A linear isomorphism $T:\mathbb{R}^{n+1} \to \mathbb{R}^{n+1}$ induces a smooth map $\tilde{T}:\mathbb{RP}^n \to \mathbb{RP}^n$ via $L \mapsto T(L)$. I want to understand why this is a smooth map. I am having trouble computing the coordinate representation with respect to the smooth atlas $\{(U_i,\phi_i)\}$ where $U_i$ is the collection of lines that intersect the affine hyperplane $x_i = 1$ and $\phi_i:U_i \to\mathbb{R}^n$ is defined by $[x_1,\ldots,x_{n+1}] \mapsto \left( \frac{x_1}{x_i},\ldots,\frac{x_{i-1}}{x_i}, \frac{x_{i+1}}{x_i},\ldots,\frac{x_n}{x_i}\right)$.

Answer 1

This is one instance where abstracting things further helps. Coordinates are a distraction. If $V$ is a vector space and $PV$ is the projective space over $V$, one defines an atlas $\{(U_f,\phi_f)\mid f \in V^*\setminus \{0\}\}$ by setting $$U_f =\{L \in PV \mid f[L] = \Bbb R\}$$and $\phi_f:U_f \to f^{-1}(1)$ as $\phi_f(L)=x/f(x)$ for any $x$ with $L = \Bbb R x$. For $V = \Bbb R^{n+1}$ and the projections $f = \pi_i$, we have exactly your atlas (under the homeomorphism $\pi_i^{-1}(1)\cong \Bbb R^n$ that deletes the $i$th entry). The inverse of $\phi_f$ is the span map. Any isomorphism $T:V\to V$ induces $PT:PV\to PV$ by $PT(L)= T[L]$.

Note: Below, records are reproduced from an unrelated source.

//! Liveness endpoint.

use axum::Json;
use axum::extract::State;

use crate::protocol::HealthResponse;
use crate::state::AppState;

pub async fn health(State(state): State<AppState>) -> Json<HealthResponse> {
    Json(HealthResponse {
        status: "ok".to_string(),
        uptime_s: state.uptime_s(),
        cache_backend: state.service().cache_backend().to_string(),
        environment: state.config().environment.as_str().to_string(),
    })
}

Goal: show that $PT$ is smooth.

Given $f,g\in V^*\setminus \{0\}$, we compute $\phi_g\circ PT \circ \phi_f^{-1}$ as $$\phi_g\circ PT \circ \phi_f^{-1}(u) = \phi_g(PT(\Bbb R u)) = \phi_g(\Bbb R T(u)) = \frac{T(u)}{g(T(u))}.$$Since $u\mapsto T(u)/g(T(u))$ is smooth (where defined) for all $g \in V^*\setminus \{0\}$, we conclude that $PT$ is smooth.

(I'm denoting your $\widetilde{T}$ by $PT$ just to emphasize the functorial behavior of the whole thing.)